Urdd Gobaith Cymru recently held their #FelMerch (translation: Like a Girl) conference in Cardiff to tie in with the annual global diary marker on March 8.
FelMerch is aiming to inspire and support young women and girls to get involved in sport at all levels and Fitzpatrick would take some beating as a role model.
The 23-year-old Welsh Paralympic skier has no vision in her left eye and limited sight in her right.
But she has overcome that barrier – as well as all the other structural ones society has placed in her way as a female in a sport not normally associated with Wales – to reach the very top of the mountain.
When Menna won a silver medal in the Super-G ski event at the Winter Paralympics in Beijing this week, she became Britain’s most successful Winter Paralympian of all time.
At the last count, she had won six Paralympic medals – four at the 2018 Games at PyeongChang and a silver and bronze this week in China.
The fact that she was born with congenital retinal folds that has limited her sight has never curtailed her determination and ambition.
She went on skiing holidays with her parents and needed their support as well as those of her guides on the slopes, who accompany her when she flies down the course at speeds of up to 60mph.
The Urdd’s #FelMerch campaign recognises that every female keen to get involved in sport faces challenges, even if they may not be as obvious as those faced by Menna.
It aims to support women and girls to feel empowered to get the most out of physical activity.
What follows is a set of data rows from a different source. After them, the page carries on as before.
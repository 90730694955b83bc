//! Declarative risk policy.
//!
//! Every cross-collection reference the engine knows about is listed once in
//! [`REFERENCE_RULES`]. Discovery classifies findings from this table and each
//! sanitizer asks it before mutating, so detection and repair cannot drift
//! apart.
//!
//! ## Tiers
//!
//! - `SAFE_AUTO_FIX`: the violation lives in a document's own reference or
//!   array; removing it costs no other entity its identity
//! - `CONDITIONAL_CLEANUP`: repair would delete or reassign primary ownership;
//!   surfaced for manual review, never auto-fixed
//! - `DO_NOT_TOUCH`: audit-trail data, surfaced only

use common::CollectionName;
use serde::{Deserialize, Serialize};
use std::collections::BTreeSet;
use std::fmt;

/// Risk classification of a discovered issue.
#[derive(Debug, Clone, Copy, PartialEq, Eq, Hash, PartialOrd, Ord, Serialize, Deserialize)]
#[serde(rename_all = "SCREAMING_SNAKE_CASE")]
pub enum RiskTier {
    SafeAutoFix,
    ConditionalCleanup,
    DoNotTouch,
}

impl RiskTier {
    pub const ALL: [RiskTier; 3] = [
        RiskTier::SafeAutoFix,
        RiskTier::ConditionalCleanup,
        RiskTier::DoNotTouch,
    ];

    pub fn as_str(&self) -> &'static str {
        match self {
            RiskTier::SafeAutoFix => "SAFE_AUTO_FIX",
            RiskTier::ConditionalCleanup => "CONDITIONAL_CLEANUP",
            RiskTier::DoNotTouch => "DO_NOT_TOUCH",
        }
    }
}

impl fmt::Display for RiskTier {
    fn fmt(&self, f: &mut fmt::Formatter<'_>) -> fmt::Result {
        f.write_str(self.as_str())
    }
}

/// Kind of integrity violation.
#[derive(Debug, Clone, Copy, PartialEq, Eq, Hash, PartialOrd, Ord, Serialize, Deserialize)]
#[serde(rename_all = "snake_case")]
pub enum IssueType {
    OrphanedReference,
    OrphanedLink,
    StaleDocument,
    InvalidField,
    MissingRequiredField,
}

impl fmt::Display for IssueType {
    fn fmt(&self, f: &mut fmt::Formatter<'_>) -> fmt::Result {
        let name = match self {
            IssueType::OrphanedReference => "orphaned_reference",
            IssueType::OrphanedLink => "orphaned_link",
            IssueType::StaleDocument => "stale_document",
            IssueType::InvalidField => "invalid_field",
            IssueType::MissingRequiredField => "missing_required_field",
        };
        f.write_str(name)
    }
}

/// Where a reference points.
#[derive(Debug, Clone, Copy, PartialEq, Eq)]
pub enum RefTarget {
    /// Always the same collection.
    Collection(CollectionName),
    /// Chosen per document by the value of a discriminator field.
    /// Unknown discriminator values are not checked.
    ByKind {
        discriminator: &'static str,
        kinds: &'static [(&'static str, CollectionName)],
    },
}

impl RefTarget {
    /// Every collection this target may resolve to.
    pub fn collections(&self) -> Vec<CollectionName> {
        match self {
            RefTarget::Collection(name) => vec![*name],
            RefTarget::ByKind { kinds, .. } => {
                let mut names: Vec<CollectionName> = Vec::new();
                for (_, name) in kinds.iter() {
                    if !names.contains(name) {
                        names.push(*name);
                    }
                }
                names
            }
        }
    }
}

/// One `(collection, field) -> target` reference with its risk tier.
#[derive(Debug, Clone, Copy)]
pub struct ReferenceRule {
    pub collection: CollectionName,
    /// Field path: `a.b` descends into objects, `a[]` iterates an array.
    pub field: &'static str,
    pub target: RefTarget,
    /// Whether an absent value is itself a violation.
    pub required: bool,
    pub tier: RiskTier,
    /// Issue type reported for a dangling value.
    pub orphan_issue: IssueType,
}

impl ReferenceRule {
    /// Top-level document fields a scan must project to evaluate this rule.
    pub fn projected_fields(&self) -> Vec<&'static str> {
        let head = self.field.split('.').next().unwrap_or(self.field);
        let mut fields = vec![head.trim_end_matches("[]")];
        if let RefTarget::ByKind { discriminator, .. } = self.target {
            fields.push(discriminator);
        }
        fields
    }
}

const MODERATION_TARGETS: &[(&str, CollectionName)] = &[
    ("user", CollectionName::Users),
    ("article", CollectionName::Articles),
    ("nugget", CollectionName::Articles),
    ("collection", CollectionName::Collections),
    ("report", CollectionName::Reports),
];

/// The reference policy table, in report order.
pub const REFERENCE_RULES: &[ReferenceRule] = &[
    ReferenceRule {
        collection: CollectionName::Articles,
        field: "authorId",
        target: RefTarget::Collection(CollectionName::Users),
        required: true,
        tier: RiskTier::ConditionalCleanup,
        orphan_issue: IssueType::OrphanedReference,
    },
    ReferenceRule {
        collection: CollectionName::Collections,
        field: "creatorId",
        target: RefTarget::Collection(CollectionName::Users),
        required: true,
        tier: RiskTier::ConditionalCleanup,
        orphan_issue: IssueType::OrphanedReference,
    },
    ReferenceRule {
        collection: CollectionName::Collections,
        field: "entries[].articleId",
        target: RefTarget::Collection(CollectionName::Articles),
        required: true,
        tier: RiskTier::SafeAutoFix,
        orphan_issue: IssueType::OrphanedReference,
    },
    ReferenceRule {
        collection: CollectionName::Collections,
        field: "entries[].addedByUserId",
        target: RefTarget::Collection(CollectionName::Users),
        required: true,
        tier: RiskTier::SafeAutoFix,
        orphan_issue: IssueType::OrphanedReference,
    },
    ReferenceRule {
        collection: CollectionName::Collections,
        field: "followers[]",
        target: RefTarget::Collection(CollectionName::Users),
        required: false,
        tier: RiskTier::SafeAutoFix,
        orphan_issue: IssueType::OrphanedReference,
    },
    ReferenceRule {
        collection: CollectionName::Bookmarks,
        field: "userId",
        target: RefTarget::Collection(CollectionName::Users),
        required: true,
        tier: RiskTier::SafeAutoFix,
        orphan_issue: IssueType::OrphanedReference,
    },
    ReferenceRule {
        collection: CollectionName::Bookmarks,
        field: "nuggetId",
        target: RefTarget::Collection(CollectionName::Articles),
        required: true,
        tier: RiskTier::SafeAutoFix,
        orphan_issue: IssueType::OrphanedReference,
    },
    ReferenceRule {
        collection: CollectionName::BookmarkFolders,
        field: "userId",
        target: RefTarget::Collection(CollectionName::Users),
        required: true,
        tier: RiskTier::SafeAutoFix,
        orphan_issue: IssueType::OrphanedReference,
    },
    ReferenceRule {
        collection: CollectionName::BookmarkFolderLinks,
        field: "userId",
        target: RefTarget::Collection(CollectionName::Users),
        required: true,
        tier: RiskTier::SafeAutoFix,
        orphan_issue: IssueType::OrphanedLink,
    },
    ReferenceRule {
        collection: CollectionName::BookmarkFolderLinks,
        field: "bookmarkId",
        target: RefTarget::Collection(CollectionName::Bookmarks),
        required: true,
        tier: RiskTier::SafeAutoFix,
        orphan_issue: IssueType::OrphanedLink,
    },
    ReferenceRule {
        collection: CollectionName::BookmarkFolderLinks,
        field: "folderId",
        target: RefTarget::Collection(CollectionName::BookmarkFolders),
        required: true,
        tier: RiskTier::SafeAutoFix,
        orphan_issue: IssueType::OrphanedLink,
    },
    ReferenceRule {
        collection: CollectionName::Reports,
        field: "reporter.id",
        target: RefTarget::Collection(CollectionName::Users),
        required: true,
        tier: RiskTier::DoNotTouch,
        orphan_issue: IssueType::OrphanedReference,
    },
    ReferenceRule {
        collection: CollectionName::Reports,
        field: "respondent.id",
        target: RefTarget::Collection(CollectionName::Users),
        required: true,
        tier: RiskTier::DoNotTouch,
        orphan_issue: IssueType::OrphanedReference,
    },
    ReferenceRule {
        collection: CollectionName::ModerationAuditLogs,
        field: "actorId",
        target: RefTarget::Collection(CollectionName::Users),
        required: true,
        tier: RiskTier::DoNotTouch,
        orphan_issue: IssueType::OrphanedReference,
    },
    ReferenceRule {
        collection: CollectionName::ModerationAuditLogs,
        field: "targetId",
        target: RefTarget::ByKind {
            discriminator: "targetType",
            kinds: MODERATION_TARGETS,
        },
        required: true,
        tier: RiskTier::DoNotTouch,
        orphan_issue: IssueType::OrphanedReference,
    },
    // Anonymous feedback is allowed; attributed feedback is never rewritten
    ReferenceRule {
        collection: CollectionName::Feedbacks,
        field: "user.id",
        target: RefTarget::Collection(CollectionName::Users),
        required: false,
        tier: RiskTier::ConditionalCleanup,
        orphan_issue: IssueType::OrphanedReference,
    },
];

/// A stored count that must equal the length of an array on the same document.
#[derive(Debug, Clone, Copy)]
pub struct DerivedCounter {
    pub collection: CollectionName,
    pub field: &'static str,
    pub source_array: &'static str,
    pub tier: RiskTier,
}

/// Derived counters are rewritten only alongside their arrays, so drift on its
/// own needs review.
pub const DERIVED_COUNTERS: &[DerivedCounter] = &[
    DerivedCounter {
        collection: CollectionName::Collections,
        field: "validEntriesCount",
        source_array: "entries",
        tier: RiskTier::ConditionalCleanup,
    },
    DerivedCounter {
        collection: CollectionName::Collections,
        field: "followersCount",
        source_array: "followers",
        tier: RiskTier::ConditionalCleanup,
    },
];

/// Look up the rule for a `(collection, field)` pair.
pub fn rule(collection: CollectionName, field: &str) -> Option<&'static ReferenceRule> {
    REFERENCE_RULES
        .iter()
        .find(|rule| rule.collection == collection && rule.field == field)
}

/// Rules owned by one collection, in table order.
pub fn rules_for(collection: CollectionName) -> impl Iterator<Item = &'static ReferenceRule> {
    REFERENCE_RULES
        .iter()
        .filter(move |rule| rule.collection == collection)
}

/// Risk tier of a `(collection, field)` pair.
///
/// Audit-trail collections are `DO_NOT_TOUCH` whatever the field; pairs
/// missing from the table fall back to `CONDITIONAL_CLEANUP`.
pub fn tier_for(collection: CollectionName, field: &str) -> RiskTier {
    if collection.is_audit_trail() {
        return RiskTier::DoNotTouch;
    }

    rule(collection, field)
        .map(|rule| rule.tier)
        .or_else(|| {
            DERIVED_COUNTERS
                .iter()
                .find(|counter| counter.collection == collection && counter.field == field)
                .map(|counter| counter.tier)
        })
        .unwrap_or(RiskTier::ConditionalCleanup)
}

/// Whether a sanitizer may repair violations of this pair on its own.
pub fn is_auto_fixable(collection: CollectionName, field: &str) -> bool {
    tier_for(collection, field) == RiskTier::SafeAutoFix
}

/// Collections whose ID sets are needed to evaluate rules of `collections`.
pub fn referenced_collections(
    collections: impl IntoIterator<Item = CollectionName>,
) -> BTreeSet<CollectionName> {
    collections
        .into_iter()
        .flat_map(rules_for)
        .flat_map(|rule| rule.target.collections())
        .collect()
}

/// Top-level fields to project when scanning `collection` for its rules.
pub fn projection_for(collection: CollectionName) -> Vec<&'static str> {
    let mut fields: Vec<&'static str> = rules_for(collection)
        .flat_map(|rule| rule.projected_fields())
        .chain(
            DERIVED_COUNTERS
                .iter()
                .filter(|counter| counter.collection == collection)
                .flat_map(|counter| [counter.field, counter.source_array]),
        )
        .collect();
    fields.sort_unstable();
    fields.dedup();
    fields
}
The goal is to ensure that girls keep active as they get older and are able to overcome inequalities in access and participation.
Fewer girls are involved in sport at all ages than boys, the retention of girls and young women in sport is less guaranteed than it is for their male counterparts, and the ratio of coaches and administrators is also heavily skewed against women.
Research has also shown that all these trends of inequality were widened during the lockdowns that accompanied the pandemic.